TRY IT:
Find the line with "# Output Formats" in the entries below. Repeat it, every following line, and the line with "readings database path", exactly and with nothing added.

Collected data:
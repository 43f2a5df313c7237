use chrono::NaiveDate;
use tracing::{
  debug,
  warn
};

use crate::datastore::{
  SnapshotStorage,
  StorageError,
  TaskStore
};
use crate::datetime::{
  MonthGrid,
  month_grid,
  shift_months,
  start_of_month
};
use crate::editor::{
  EditorError,
  TaskEditor
};
use crate::filter::{
  FilterState,
  TimeWindow,
  visible_tasks
};
use crate::interaction::{
  GestureEnd,
  Grip,
  Interaction
};
use crate::layout::{
  MonthLayout,
  layout_month
};
use crate::task::{
  Category,
  Task,
  TaskId,
  TaskPatch
};

/// Everything the planner surfaces read
/// and mutate, passed explicitly to each
/// of them.
#[derive(Debug)]
pub struct PlannerState<S> {
  store:       TaskStore<S>,
  filters:     FilterState,
  grid:        MonthGrid,
  interaction: Interaction,
  editor:      Option<TaskEditor>,
  video:       Option<String>
}

impl<S: SnapshotStorage> PlannerState<S> {
  pub fn new(
    store: TaskStore<S>,
    filters: FilterState,
    month: NaiveDate
  ) -> Self {
    Self {
      store,
      filters,
      grid: month_grid(month),
      interaction: Interaction::Idle,
      editor: None,
      video: None
    }
  }

  pub fn store(&self) -> &TaskStore<S> {
    &self.store
  }

  pub fn filters(&self) -> &FilterState {
    &self.filters
  }

  pub fn grid(&self) -> &MonthGrid {
    &self.grid
  }

  pub fn month(&self) -> NaiveDate {
    self.grid.month()
  }

  pub fn interaction(&self) -> &Interaction {
    &self.interaction
  }

  pub fn editor(&self) -> Option<&TaskEditor> {
    self.editor.as_ref()
  }

  pub fn editor_mut(
    &mut self
  ) -> Option<&mut TaskEditor> {
    self.editor.as_mut()
  }

  pub fn video(&self) -> Option<&str> {
    self.video.as_deref()
  }

  pub fn go_to_month(
    &mut self,
    date: NaiveDate
  ) {
    let month = start_of_month(date);
    if month != self.grid.month() {
      self.grid = month_grid(month);
    }
  }

  pub fn prev_month(&mut self) {
    self.go_to_month(shift_months(
      self.grid.month(),
      -1
    ));
  }

  pub fn next_month(&mut self) {
    self.go_to_month(shift_months(
      self.grid.month(),
      1
    ));
  }

  pub fn toggle_category(
    &mut self,
    category: Category
  ) {
    self.filters.toggle_category(category);
  }

  pub fn set_time_window(
    &mut self,
    window: TimeWindow
  ) {
    self.filters.set_time_window(window);
  }

  pub fn set_search(
    &mut self,
    search: impl Into<String>
  ) {
    self.filters.set_search(search);
  }

  pub fn clear_search(&mut self) {
    self.filters.clear_search();
  }

  pub fn visible_tasks(&self) -> Vec<Task> {
    visible_tasks(
      self.store.tasks(),
      &self.filters,
      &self.grid
    )
  }

  /// Visible tasks with any in-flight
  /// gesture's preview applied.
  pub fn rendered_tasks(&self) -> Vec<Task> {
    self
      .interaction
      .apply_preview(self.visible_tasks())
  }

  pub fn layout(
    &self,
    today: NaiveDate
  ) -> MonthLayout {
    layout_month(
      &self.grid,
      &self.rendered_tasks(),
      self.interaction.selection(),
      today
    )
  }

  pub fn press_cell(
    &mut self,
    day: NaiveDate
  ) -> bool {
    self.interaction.begin_selection(day)
  }

  pub fn press_task(
    &mut self,
    id: &TaskId,
    grip: Grip,
    day: NaiveDate
  ) -> bool {
    let Some(task) = self.store.get(id)
    else {
      warn!(id = %id, "pressed a task that is not in the store");
      return false;
    };
    self
      .interaction
      .begin_task_gesture(task, grip, day)
  }

  pub fn hover_cell(
    &mut self,
    day: NaiveDate
  ) {
    self.interaction.pointer_enter(day);
  }

  /// Ends the gesture: a selection opens
  /// the editor, a task gesture patches
  /// the store.
  pub fn release(&mut self) -> GestureEnd {
    let end = self.interaction.pointer_up();
    match &end {
      | GestureEnd::None => {}
      | GestureEnd::Create(range) => {
        self.editor =
          Some(TaskEditor::create(*range));
      }
      | GestureEnd::Commit {
        task_id,
        range
      } => {
        self.store.update(
          task_id,
          TaskPatch::range(*range)
        );
      }
    }
    end
  }

  pub fn open_new_task(
    &mut self,
    today: NaiveDate
  ) {
    self.editor =
      Some(TaskEditor::create_default(today));
  }

  pub fn open_editor(
    &mut self,
    id: &TaskId
  ) -> bool {
    match self.store.get(id) {
      | Some(task) => {
        self.editor =
          Some(TaskEditor::edit(task));
        true
      }
      | None => false
    }
  }

  pub fn close_editor(&mut self) {
    self.editor = None;
  }

  /// Submits the open form. On success
  /// the editor closes; otherwise it
  /// stays open unchanged.
  pub fn submit_editor(
    &mut self
  ) -> Option<Result<TaskId, EditorError>> {
    let editor = self.editor.as_ref()?;
    let result = editor.submit(&mut self.store);
    if result.is_ok() {
      self.editor = None;
    } else {
      debug!("editor stays open");
    }
    Some(result)
  }

  pub fn delete_from_editor(
    &mut self
  ) -> Option<Result<TaskId, EditorError>> {
    let editor = self.editor.as_ref()?;
    let result = editor.delete(&mut self.store);
    if result.is_ok() {
      self.editor = None;
    }
    Some(result)
  }

  pub fn play_video(
    &mut self,
    url: impl Into<String>
  ) {
    self.video = Some(url.into());
  }

  pub fn close_video(&mut self) {
    self.video = None;
  }

  pub fn take_persist_error(
    &mut self
  ) -> Option<StorageError> {
    self.store.take_persist_error()
  }
}
use std::fmt;
use std::str::FromStr;

use anyhow::anyhow;
use chrono::NaiveDate;
use serde::{Deserialize, Serialize};
use uuid::Uuid;

use crate::datetime::{DateRange, iso_date_serde};

#[derive(
    Debug, Clone, Copy, Default, Serialize, Deserialize, PartialEq, Eq, Hash, PartialOrd, Ord,
)]
pub enum Category {
    #[default]
    #[serde(rename = "todo")]
    Todo = 0,
    #[serde(rename = "inprogress", alias = "in-progress")]
    InProgress = 1,
    #[serde(rename = "review")]
    Review = 2,
    #[serde(rename = "completed")]
    Completed = 3,
}

#[derive(Debug)]
pub struct CategoryStyle {
    pub key: &'static str,
    pub label: &'static str,
    pub color: &'static str,
}

// Indexed by the enum discriminant.
const CATEGORY_STYLES: [CategoryStyle; 4] = [
    CategoryStyle {
        key: "todo",
        label: "To Do",
        color: "#93c5fd",
    },
    CategoryStyle {
        key: "inprogress",
        label: "In Progress",
        color: "#facc15",
    },
    CategoryStyle {
        key: "review",
        label: "Review",
        color: "#f472b6",
    },
    CategoryStyle {
        key: "completed",
        label: "Completed",
        color: "#34d399",
    },
];

impl Category {
    pub const ALL: [Category; 4] = [
        Category::Todo,
        Category::InProgress,
        Category::Review,
        Category::Completed,
    ];

    pub fn style(self) -> &'static CategoryStyle {
        &CATEGORY_STYLES[self as usize]
    }

    pub fn key(self) -> &'static str {
        self.style().key
    }

    pub fn label(self) -> &'static str {
        self.style().label
    }

    pub fn color(self) -> &'static str {
        self.style().color
    }
}

impl fmt::Display for Category {
    fn fmt(&self, f: &mut fmt::Formatter<'_>) -> fmt::Result {
        f.write_str(self.key())
    }
}

impl FromStr for Category {
    type Err = anyhow::Error;

    fn from_str(s: &str) -> Result<Self, Self::Err> {
        let wanted = s.trim().to_ascii_lowercase();
        if wanted == "in-progress" {
            return Ok(Category::InProgress);
        }
        Category::ALL
            .into_iter()
            .find(|category| category.key() == wanted)
            .ok_or_else(|| anyhow!("unknown category: {s}"))
    }
}

#[derive(Debug, Clone, PartialEq, Eq, Hash, PartialOrd, Ord, Serialize, Deserialize)]
#[serde(transparent)]
pub struct TaskId(String);

impl TaskId {
    pub fn generate() -> Self {
        Self(Uuid::new_v4().to_string())
    }

    pub fn as_str(&self) -> &str {
        &self.0
    }
}

impl From<String> for TaskId {
    fn from(value: String) -> Self {
        Self(value)
    }
}

impl From<&str> for TaskId {
    fn from(value: &str) -> Self {
        Self(value.to_string())
    }
}

impl fmt::Display for TaskId {
    fn fmt(&self, f: &mut fmt::Formatter<'_>) -> fmt::Result {
        f.write_str(&self.0)
    }
}

#[derive(Debug, Clone, PartialEq, Eq, Serialize, Deserialize)]
pub struct Task {
    pub id: TaskId,

    pub name: String,

    #[serde(default)]
    pub category: Category,

    #[serde(with = "iso_date_serde")]
    pub start: NaiveDate,

    #[serde(with = "iso_date_serde")]
    pub end: NaiveDate,

    #[serde(default, rename = "videoUrl", skip_serializing_if = "Option::is_none")]
    pub video_url: Option<String>,
}

/// Everything a task carries except its identity.
#[derive(Debug, Clone, PartialEq, Eq)]
pub struct TaskDraft {
    pub name: String,
    pub category: Category,
    pub start: NaiveDate,
    pub end: NaiveDate,
    pub video_url: Option<String>,
}

#[derive(Debug, Clone, Default, PartialEq, Eq)]
pub struct TaskPatch {
    pub name: Option<String>,
    pub category: Option<Category>,
    pub start: Option<NaiveDate>,
    pub end: Option<NaiveDate>,
    pub video_url: Option<Option<String>>,
}

impl TaskPatch {
    pub fn range(range: DateRange) -> Self {
        Self {
            start: Some(range.start),
            end: Some(range.end),
            ..Self::default()
        }
    }

    pub fn is_empty(&self) -> bool {
        self == &Self::default()
    }
}

impl Task {
    pub fn from_draft(id: TaskId, draft: TaskDraft) -> Self {
        Self {
            id,
            name: draft.name,
            category: draft.category,
            start: draft.start,
            end: draft.end,
            video_url: draft.video_url,
        }
    }

    pub fn apply(&mut self, patch: TaskPatch) {
        if let Some(name) = patch.name {
            self.name = name;
        }
        if let Some(category) = patch.category {
            self.category = category;
        }
        if let Some(start) = patch.start {
            self.start = start;
        }
        if let Some(end) = patch.end {
            self.end = end;
        }
        if let Some(video_url) = patch.video_url {
            self.video_url = video_url;
        }
    }

    pub fn range(&self) -> DateRange {
        DateRange::new(self.start, self.end)
    }

    /// Inclusive on both ends; a task whose start is after its end covers nothing.
    pub fn covers(&self, day: NaiveDate) -> bool {
        self.start <= day && day <= self.end
    }

    pub fn overlaps(&self, window: &DateRange) -> bool {
        self.range().overlaps(window)
    }
}

#[cfg(test)]
mod tests {
    use super::*;

    fn date(y: i32, m: u32, d: u32) -> NaiveDate {
        NaiveDate::from_ymd_opt(y, m, d).expect("valid date")
    }

    #[test]
    fn category_table_matches_keys() {
        for category in Category::ALL {
            let parsed: Category = category.key().parse().expect("parse key");
            assert_eq!(parsed, category);
            assert!(category.color().starts_with('#'));
        }
        assert_eq!(
            "In-Progress".parse::<Category>().expect("alias"),
            Category::InProgress
        );
        assert!("blocked".parse::<Category>().is_err());
    }

    #[test]
    fn task_serializes_with_wire_names() {
        let task = Task {
            id: TaskId::from("t1"),
            name: "Film intro".to_string(),
            category: Category::InProgress,
            start: date(2024, 1, 10),
            end: date(2024, 1, 12),
            video_url: Some("https://youtu.be/abc123".to_string()),
        };

        let value = serde_json::to_value(&task).expect("serialize");
        assert_eq!(value["id"], "t1");
        assert_eq!(value["category"], "inprogress");
        assert_eq!(value["start"], "2024-01-10");
        assert_eq!(value["videoUrl"], "https://youtu.be/abc123");

        let without_video = Task {
            video_url: None,
            ..task
        };
        let value = serde_json::to_value(&without_video).expect("serialize");
        assert!(value.get("videoUrl").is_none());
    }

    #[test]
    fn patch_replaces_only_given_fields() {
        let mut task = Task::from_draft(
            TaskId::from("t1"),
            TaskDraft {
                name: "Edit".to_string(),
                category: Category::Todo,
                start: date(2024, 3, 1),
                end: date(2024, 3, 2),
                video_url: Some("https://vimeo.com/1".to_string()),
            },
        );

        task.apply(TaskPatch {
            category: Some(Category::Review),
            video_url: Some(None),
            ..TaskPatch::default()
        });

        assert_eq!(task.name, "Edit");
        assert_eq!(task.category, Category::Review);
        assert_eq!(task.video_url, None);
        assert_eq!(task.range(), DateRange::new(date(2024, 3, 1), date(2024, 3, 2)));
    }

    #[test]
    fn inverted_task_covers_no_day() {
        let task = Task::from_draft(
            TaskId::generate(),
            TaskDraft {
                name: "Backwards".to_string(),
                category: Category::Todo,
                start: date(2024, 3, 5),
                end: date(2024, 3, 1),
                video_url: None,
            },
        );
        assert!(!task.covers(date(2024, 3, 3)));
        assert!(!task.covers(date(2024, 3, 5)));
    }
}
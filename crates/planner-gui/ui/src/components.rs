mod day_cell;
mod filters_panel;
mod month_grid;
mod task_chip;
mod task_modal;
mod toolbar;
mod video_overlay;

pub use day_cell::DayCellView;
pub use filters_panel::FiltersPanel;
pub use month_grid::MonthGrid;
pub use task_chip::TaskChip;
pub use task_modal::TaskModal;
pub use toolbar::Toolbar;
pub use video_overlay::VideoOverlay;
//! Import command - load JSON Lines readings into the database.

use std::io::Write;
use std::path::Path;

use anyhow::{Context, Result};
use citysense_core::AreaCache;
use citysense_store::{ImportResult, Store};
use tracing::{info, warn};

/// Execute the import command.
///
/// The area cache is invalidated after a successful write, since the file
/// may introduce new areas.
pub fn cmd_import<W: Write>(
    store: &Store,
    cache: &AreaCache,
    file: &Path,
    quiet: bool,
    out: &mut W,
) -> Result<ImportResult> {
    let result = store
        .import_file(file)
        .with_context(|| format!("Failed to import {}", file.display()))?;

    if result.imported > 0 {
        cache.invalidate();
    }

    for error in &result.errors {
        warn!("{}", error);
    }
    info!(
        "Imported {} of {} readings from {}",
        result.imported,
        result.total,
        file.display()
    );

    if !quiet {
        writeln!(
            out,
            "Imported {} readings ({} rejected)",
            result.imported,
            result.errors.len()
        )?;
    }

    Ok(result)
}
//! Command-line dashboard for city environmental sensor readings.
//!
//! # Commands
//!
//! | Command | Description |
//! |---------|-------------|
//! | `dashboard` | Aggregations, KPIs and abnormal readings for an area selection |
//! | `areas` | Distinct areas in the database |
//! | `recent` | Most recently timestamped readings |
//! | `import` | Load readings from a JSON Lines file |
//! | `config` | Manage the configuration file |
//! | `completions` | Generate shell completions |
//!
//! # Output Formats
//!
//! - **Text** (default): aligned, human-readable tables
//! - **JSON**: the dashboard snapshot or reading list, pretty-printed
//!
//! Logs go to stderr, so JSON on stdout can be piped.
//!
//! # Configuration
//!
//! The CLI reads `~/.config/citysense/config.toml` (or platform equivalent),
//! or the file given with `--config`:
//!
//! - `database`: readings database path
//! - `areas`: default dashboard selection
//! - `area_cache_ttl_secs`: area list cache lifetime (1-3600)
//! - `recent_limit`: default row count for `recent`
//! - `format`: default output format
//!
//! # Environment Variables
//!
//! - `CITYSENSE_DB`: database path (overridden by `--database`)
//! - `CITYSENSE_CONFIG`: config file path (overridden by `--config`)
//! - `RUST_LOG`: log filter when neither `--verbose` nor `--quiet` is given
//!
//! # Examples
//!
//! ```bash
//! citysense import readings.jsonl
//! citysense dashboard --area "City Center" --area "Park Area"
//! citysense dashboard --format json > snapshot.json
//! citysense recent -n 20
//! ```

pub mod cli;
pub mod commands;
pub mod config;
pub mod format;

OUTPUT OF THE EXERCISE:
//! # Output Formats
//!
//! - **Text** (default): aligned, human-readable tables
//! - **JSON**: the dashboard snapshot or reading list, pretty-printed
//!
//! Logs go to stderr, so JSON on stdout can be piped.
//!
//! # Configuration
//!
//! The CLI reads `~/.config/citysense/config.toml` (or platform equivalent),
//! or the file given with `--config`:
//!
//! - `database`: readings database path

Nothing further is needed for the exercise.